押す動きに関わる大きな筋肉が胸の筋肉です。

胸の筋肉は腕の付け根に繋がる筋肉で、肘の曲げ伸ばしの筋肉ではありません。
(押し上がる際の、肘を伸ばす筋肉は上腕三頭筋です。力こぶの裏側の筋肉)

 

胸の筋肉を最大限利用する事は、楽に腕立て伏せを行う一つの方法です。

 

どう動かせば、胸の筋肉が動くのか?

 

それには先ず、胸の筋肉がどのように付いているのかを知る必要があります。

 

★鎖骨の下
★胸骨(胸の真ん中を縦に走る骨)

★上腕骨(腕の付け根)

この3箇所に付いています。
(細かくは省きます)

 

それが分れば、どうすれば胸の筋肉で腕立て伏せが出来るかが見えてきます。

 

腕立て伏せのポジション(伏せた状態から)から

 

①お腹に力を入れる事で骨盤が後傾する。
②胸の筋肉は腹筋と繋がる為、鎖骨が下がり胸が収縮し力が入る。
③胸の筋肉が腕の付け根に付いている為、(手は胸の横のラインから上腕の長さ分広めに置く)
腹筋の動きに連動して、腕を内側に閉じる力が働く。

 

この動きで押し上がる事が出来ます。

 

その際、肘を伸ばす意識は必要ありません。

むしろ、邪魔をしてしまうとも言えます。

何故なら、肘を伸ばす上腕三頭筋は背中の収縮と繋がる筋肉だからです。

 

(胸と背中は表と裏の関係性です。

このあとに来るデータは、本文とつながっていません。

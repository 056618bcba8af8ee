//! Crosswalk persistence.
//!
//! Crosswalk geometry is selected as `ST_AsText(geom)`, so the codec sees the
//! text representation here (roads exercise the binary envelope path).

use sqlx::postgres::{PgRow, Postgres};
use sqlx::{PgPool, QueryBuilder, Row};

use crate::app::db::clamp_page;
use crate::app::error::{ServiceError, ServiceResult};
use crate::domain::geometry::{self, GeometryKind, RawGeometry};
use crate::domain::model::{Crosswalk, CrosswalkCreate, CrosswalkUpdate};

const CROSSWALK_COLUMNS: &str = "id, name, description, width, has_traffic_light, \
     near_educational_institution, has_t7, created_at, updated_at, ST_AsText(geom) AS geom";

fn crosswalk_from_row(row: &PgRow) -> Result<Crosswalk, sqlx::Error> {
    let raw = row
        .try_get::<Option<String>, _>("geom")?
        .map(RawGeometry::Text);
    Ok(Crosswalk {
        id: row.try_get("id")?,
        name: row.try_get("name")?,
        description: row.try_get("description")?,
        width: row.try_get("width")?,
        has_traffic_light: row.try_get("has_traffic_light")?,
        near_educational_institution: row.try_get("near_educational_institution")?,
        has_t7: row.try_get("has_t7")?,
        geom: geometry::to_text(raw),
        created_at: row.try_get("created_at")?,
        updated_at: row.try_get("updated_at")?,
    })
}

pub async fn list(pool: &PgPool, skip: i64, limit: i64) -> ServiceResult<Vec<Crosswalk>> {
    let (skip, limit) = clamp_page(skip, limit);
    let rows = sqlx::query(&format!(
        "SELECT {CROSSWALK_COLUMNS} FROM crosswalks ORDER BY id LIMIT $1 OFFSET $2"
    ))
    .bind(limit)
    .bind(skip)
    .fetch_all(pool)
    .await?;
    rows.iter()
        .map(crosswalk_from_row)
        .collect::<Result<_, _>>()
        .map_err(Into::into)
}

pub async fn get(pool: &PgPool, crosswalk_id: i32) -> ServiceResult<Crosswalk> {
    let row = sqlx::query(&format!(
        "SELECT {CROSSWALK_COLUMNS} FROM crosswalks WHERE id = $1"
    ))
    .bind(crosswalk_id)
    .fetch_optional(pool)
    .await?
    .ok_or(ServiceError::NotFound("Crosswalk"))?;
    Ok(crosswalk_from_row(&row)?)
}

pub async fn create(pool: &PgPool, crosswalk_in: CrosswalkCreate) -> ServiceResult<Crosswalk> {
    geometry::validate(&crosswalk_in.geom, GeometryKind::Point)?;

    let row = sqlx::query(&format!(
        "INSERT INTO crosswalks (name, description, width, has_traffic_light, \
         near_educational_institution, has_t7, geom)
         VALUES ($1, $2, $3, $4, $5, $6, ST_GeomFromText($7, 4326))
         RETURNING {CROSSWALK_COLUMNS}"
    ))
    .bind(&crosswalk_in.name)
    .bind(&crosswalk_in.description)
    .bind(crosswalk_in.width)
    .bind(crosswalk_in.has_traffic_light)
    .bind(crosswalk_in.near_educational_institution)
    .bind(crosswalk_in.has_t7)
    .bind(&crosswalk_in.geom)
    .fetch_one(pool)
    .await?;
    Ok(crosswalk_from_row(&row)?)
}

fn build_crosswalk_update<'a>(
    crosswalk_id: i32,
    update: &'a CrosswalkUpdate,
) -> QueryBuilder<'a, Postgres> {
    let mut builder = QueryBuilder::new("UPDATE crosswalks SET ");
    let mut fields = builder.separated(", ");
    if let Some(name) = &update.name {
        fields.push("name = ");
        fields.push_bind_unseparated(name);
    }
    if let Some(description) = &update.description {
        fields.push("description = ");
        fields.push_bind_unseparated(description);
    }
    if let Some(width) = update.width {
        fields.push("width = ");
        fields.push_bind_unseparated(width);
    }
    if let Some(flag) = update.has_traffic_light {
        fields.push("has_traffic_light = ");
        fields.push_bind_unseparated(flag);
    }
    if let Some(flag) = update.near_educational_institution {
        fields.push("near_educational_institution = ");
        fields.push_bind_unseparated(flag);
    }
    if let Some(flag) = update.has_t7 {
        fields.push("has_t7 = ");
        fields.push_bind_unseparated(flag);
    }
    if let Some(geom) = &update.geom {
        fields.push("geom = ST_GeomFromText(");
        fields.push_bind_unseparated(geom);
        fields.push_unseparated(", 4326)");
    }
    fields.push("updated_at = now()");
    builder.push(" WHERE id = ");
    builder.push_bind(crosswalk_id);
    builder.push(&format!(" RETURNING {CROSSWALK_COLUMNS}"));
    builder
}

pub async fn update(
    pool: &PgPool,
    crosswalk_id: i32,
    update: CrosswalkUpdate,
) -> ServiceResult<Crosswalk> {
    if update.is_empty() {
        return get(pool, crosswalk_id).await;
    }
    if let Some(geom) = &update.geom {
        geometry::validate(geom, GeometryKind::Point)?;
    }

    let mut builder = build_crosswalk_update(crosswalk_id, &update);
    let row = builder
        .build()
        .fetch_optional(pool)
        .await?
        .ok_or(ServiceError::NotFound("Crosswalk"))?;
    Ok(crosswalk_from_row(&row)?)
}

pub async fn delete(pool: &PgPool, crosswalk_id: i32) -> ServiceResult<()> {
    let result = sqlx::query("DELETE FROM crosswalks WHERE id = $1")
        .bind(crosswalk_id)
        .execute(pool)
        .await?;
    if result.rows_affected() == 0 {
        return Err(ServiceError::NotFound("Crosswalk"));
    }
    Ok(())
}

#[cfg(test)]
mod tests {
    use super::*;

    fn set_clause(sql: &str) -> &str {
        let start = sql.find("SET ").expect("SET clause") + 4;
        let end = sql.find(" WHERE").expect("WHERE clause");
        &sql[start..end]
    }

    #[test]
    fn width_only_update_touches_width_and_timestamp_only() {
        let update = CrosswalkUpdate {
            width: Some(3.5),
            ..CrosswalkUpdate::default()
        };
        let builder = build_crosswalk_update(1, &update);
        assert_eq!(set_clause(builder.sql()), "width = $1, updated_at = now()");
    }

    #[test]
    fn geometry_update_goes_through_geomfromtext() {
        let update = CrosswalkUpdate {
            geom: Some("POINT(30.52 50.45)".into()),
            ..CrosswalkUpdate::default()
        };
        let builder = build_crosswalk_update(1, &update);
        assert_eq!(
            set_clause(builder.sql()),
            "geom = ST_GeomFromText($1, 4326), updated_at = now()"
        );
    }

    #[test]
    fn every_field_lands_in_the_statement_when_present() {
        let update = CrosswalkUpdate {
            name: Some("Schoolyard".into()),
            description: Some("Raised".into()),
            width: Some(4.0),
            has_traffic_light: Some(true),
            near_educational_institution: Some(true),
            has_t7: Some(false),
            geom: Some("POINT(1 2)".into()),
        };
        let builder = build_crosswalk_update(1, &update);
        let sql = set_clause(builder.sql()).to_string();
        for column in [
            "name = $1",
            "description = $2",
            "width = $3",
            "has_traffic_light = $4",
            "near_educational_institution = $5",
            "has_t7 = $6",
            "geom = ST_GeomFromText($7, 4326)",
            "updated_at = now()",
        ] {
            assert!(sql.contains(column), "missing `{column}` in: {sql}");
        }
    }
}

細かくは省きますが、三頭筋の意識は背中の筋肉を収縮させ、胸の筋肉の収縮を妨げてしまいます)

 

胸の筋肉を使うには、肘を伸ばさず、腕を付け根を閉じる意識を持ち

 

”肘は勝手に伸びる”

 

ぐらいの感覚が大事です。

 

意識の持ち方で、使われる筋肉は全然変わっていきます。

 

肘を曲げ伸ばしする意識

腕の付け根から腕を閉じる意識

 

その違いを感じてみてください。